[Dataset entries]

►

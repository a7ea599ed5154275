// Facility Gateway Server - Prometheus metrics definitions
// Copyright (c) 2025 David Martin Venti
//
// Dual-licensed under AGPL-3.0 and Commercial License.
// See LICENSE file for details.

//! Prometheus metrics for the gateway.
//!
//! Every telemetry response is counted by category and outcome; synthetic
//! answers are also counted by the kind of fallback that produced them.

use facility_gateway::{Category, GatewayResponse, ResponseStatus};
use lazy_static::lazy_static;
use prometheus::{register_counter_vec, CounterVec, Encoder, TextEncoder};
use tracing::error;

lazy_static! {
    /// Responses served, labeled by category and outcome.
    pub static ref RESPONSES_TOTAL: CounterVec = register_counter_vec!(
        "facility_gateway_responses_total",
        "Telemetry responses served",
        &["category", "outcome"]
    ).unwrap();

    /// Synthetic responses, labeled by category and fallback kind.
    pub static ref FALLBACKS_TOTAL: CounterVec = register_counter_vec!(
        "facility_gateway_fallbacks_total",
        "Telemetry responses answered with synthetic data",
        &["category", "reason_kind"]
    ).unwrap();
}

/// Outcome label of a response
pub fn outcome(response: &GatewayResponse) -> &'static str {
    match response.status {
        ResponseStatus::Ok if response.is_mock() => "mock",
        ResponseStatus::Ok => "live",
        ResponseStatus::NotFound => "not_found",
        ResponseStatus::InternalError => "internal_error",
        ResponseStatus::BadGateway => "bad_gateway",
    }
}

/// Count one response.
pub fn record_response(category: Category, response: &GatewayResponse) {
    RESPONSES_TOTAL
        .with_label_values(&[category.as_str(), outcome(response)])
        .inc();
    if response.is_mock() {
        FALLBACKS_TOTAL
            .with_label_values(&[category.as_str(), response.decision.kind()])
            .inc();
    }
}

/// Encode all metrics to Prometheus text format.
pub fn encode_metrics() -> String {
    let encoder = TextEncoder::new();
    let metric_families = prometheus::gather();
    let mut buffer = Vec::new();
    if let Err(err) = encoder.encode(&metric_families, &mut buffer) {
        error!("failed to encode metrics: {}", err);
        return String::new();
    }
    String::from_utf8_lossy(&buffer).into_owned()
}

#[cfg(test)]
mod tests {
    use super::*;
    use chrono::Utc;
    use facility_gateway::envelope::{assemble, internal_error, FallbackDecision};

    #[test]
    fn test_outcome_labels() {
        let live = assemble(Category::Occupancy, Vec::<u8>::new(), FallbackDecision::None, Utc::now());
        assert_eq!(outcome(&live), "live");
        let mock = assemble(
            Category::Occupancy,
            Vec::<u8>::new(),
            FallbackDecision::ForcedMock,
            Utc::now(),
        );
        assert_eq!(outcome(&mock), "mock");
        assert_eq!(outcome(&internal_error("x")), "internal_error");
    }

    #[test]
    fn test_record_and_encode() {
        let mock = assemble(
            Category::Environment,
            Vec::<u8>::new(),
            FallbackDecision::OutOfWindow { hour: 23 },
            Utc::now(),
        );
        let before = FALLBACKS_TOTAL
            .with_label_values(&["environment", "out_of_window"])
            .get();
        record_response(Category::Environment, &mock);
        let after = FALLBACKS_TOTAL
            .with_label_values(&["environment", "out_of_window"])
            .get();
        assert!(after >= before + 1.0);

        let output = encode_metrics();
        assert!(output.contains("facility_gateway_responses_total"));
        assert!(output.contains("facility_gateway_fallbacks_total"));
    }
}
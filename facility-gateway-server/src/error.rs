// Facility Gateway Server - Startup errors
// Copyright (c) 2025 David Martin Venti
//
// Dual-licensed under AGPL-3.0 and Commercial License.
// See LICENSE file for details.

use facility_gateway::ConfigError;
use std::net::SocketAddr;
use thiserror::Error;

/// Errors that stop the server before or while serving
#[derive(Error, Debug)]
pub enum ServerError {
    /// An environment setting is present but unusable
    #[error("invalid configuration: {0}")]
    Config(#[from] ConfigError),

    #[error("cannot bind {addr}: {source}")]
    Bind {
        addr: SocketAddr,
        #[source]
        source: std::io::Error,
    },

    #[error("server error: {0}")]
    Serve(#[source] std::io::Error),
}

/// Result type for server startup
pub type Result<T> = std::result::Result<T, ServerError>;

#[cfg(test)]
mod tests {
    use super::*;

    #[test]
    fn test_error_display() {
        let err = ServerError::from(ConfigError::Invalid {
            key: "FACILITY_DB_PORT",
            value: "abc".to_string(),
        });
        assert!(err.to_string().starts_with("invalid configuration"));

        let err = ServerError::Bind {
            addr: "127.0.0.1:8080".parse().unwrap(),
            source: std::io::Error::from(std::io::ErrorKind::AddrInUse),
        };
        assert!(err.to_string().contains("127.0.0.1:8080"));
    }
}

◄

**TASK STATEMENT:**
All the records above need to be transcribed exactly and in full.

**EXERCISE SOLUTION:**
repository a7ea599ed5154275
// Facility Gateway Server - Prometheus metrics definitions
// Copyright (c) 2025 David Martin Venti
//
// Dual-licensed under AGPL-3.0 and Commercial License.
// See LICENSE file for details.

//! Prometheus metrics for the gateway.
//!
//! Every telemetry response is counted by category and outcome; synthetic
//! answers are also counted by the kind of fallback that produced them.

use facility_gateway::{Category, GatewayResponse, ResponseStatus};
use lazy_static::lazy_static;
use prometheus::{register_counter_vec, CounterVec, Encoder, TextEncoder};
use tracing::error;

lazy_static! {
    /// Responses served, labeled by category and outcome.
    pub static ref RESPONSES_TOTAL: CounterVec = register_counter_vec!(
        "facility_gateway_responses_total",
        "Telemetry responses served",
        &["category", "outcome"]
    ).unwrap();

    /// Synthetic responses, labeled by category and fallback kind.
    pub static ref FALLBACKS_TOTAL: CounterVec = register_counter_vec!(
        "facility_gateway_fallbacks_total",
        "Telemetry responses answered with synthetic data",
        &["category", "reason_kind"]
    ).unwrap();
}

/// Outcome label of a response
pub fn outcome(response: &GatewayResponse) -> &'static str {
    match response.status {
        ResponseStatus::Ok if response.is_mock() => "mock",
        ResponseStatus::Ok => "live",
        ResponseStatus::NotFound => "not_found",
        ResponseStatus::InternalError => "internal_error",
        ResponseStatus::BadGateway => "bad_gateway",
    }
}

/// Count one response.
pub fn record_response(category: Category, response: &GatewayResponse) {
    RESPONSES_TOTAL
        .with_label_values(&[category.as_str(), outcome(response)])
        .inc();
    if response.is_mock() {
        FALLBACKS_TOTAL
            .with_label_values(&[category.as_str(), response.decision.kind()])
            .inc();
    }
}

/// Encode all metrics to Prometheus text format.
pub fn encode_metrics() -> String {
    let encoder = TextEncoder::new();
    let metric_families = prometheus::gather();
    let mut buffer = Vec::new();
    if let Err(err) = encoder.encode(&metric_families, &mut buffer) {
        error!("failed to encode metrics: {}", err);
        return String::new();
    }
    String::from_utf8_lossy(&buffer).into_owned()
}

#[cfg(test)]
mod tests {
    use super::*;
    use chrono::Utc;
    use facility_gateway::envelope::{assemble, internal_error, FallbackDecision};

    #[test]
    fn test_outcome_labels() {
        let live = assemble(Category::Occupancy, Vec::<u8>::new(), FallbackDecision::None, Utc::now());
        assert_eq!(outcome(&live), "live");
        let mock = assemble(
            Category::Occupancy,
            Vec::<u8>::new(),
            FallbackDecision::ForcedMock,
            Utc::now(),
        );
        assert_eq!(outcome(&mock), "mock");
        assert_eq!(outcome(&internal_error("x")), "internal_error");
    }

    #[test]
    fn test_record_and_encode() {
        let mock = assemble(
            Category::Environment,
            Vec::<u8>::new(),
            FallbackDecision::OutOfWindow { hour: 23 },
            Utc::now(),
        );
        let before = FALLBACKS_TOTAL
            .with_label_values(&["environment", "out_of_window"])
            .get();
        record_response(Category::Environment, &mock);
        let after = FALLBACKS_TOTAL
            .with_label_values(&["environment", "out_of_window"])
            .get();
        assert!(after >= before + 1.0);

        let output = encode_metrics();
        assert!(output.contains("facility_gateway_responses_total"));
        assert!(output.contains("facility_gateway_fallbacks_total"));
    }
}
filename facility-gateway-server/src/error.rs
// Facility Gateway Server - Startup errors
// Copyright (c) 2025 David Martin Venti
//
// Dual-licensed under AGPL-3.0 and Commercial License.
// See LICENSE file for details.

use facility_gateway::ConfigError;
use std::net::SocketAddr;
use thiserror::Error;

/// Errors that stop the server before or while serving
#[derive(Error, Debug)]
pub enum ServerError {
    /// An environment setting is present but unusable
    #[error("invalid configuration: {0}")]
    Config(#[from] ConfigError),

    #[error("cannot bind {addr}: {source}")]
    Bind {
        addr: SocketAddr,
        #[source]
        source: std::io::Error,
    },

    #[error("server error: {0}")]
    Serve(#[source] std::io::Error),
}

/// Result type for server startup
pub type Result<T> = std::result::Result<T, ServerError>;

#[cfg(test)]
mod tests {
    use super::*;

    #[test]
    fn test_error_display() {
        let err = ServerError::from(ConfigError::Invalid {
            key: "FACILITY_DB_PORT",
            value: "abc".to_string(),
        });
        assert!(err.to_string().starts_with("invalid configuration"));

        let err = ServerError::Bind {
            addr: "127.0.0.1:8080".parse().unwrap(),
            source: std::io::Error::from(std::io::ErrorKind::AddrInUse),
        };
        assert!(err.to_string().contains("127.0.0.1:8080"));
    }
}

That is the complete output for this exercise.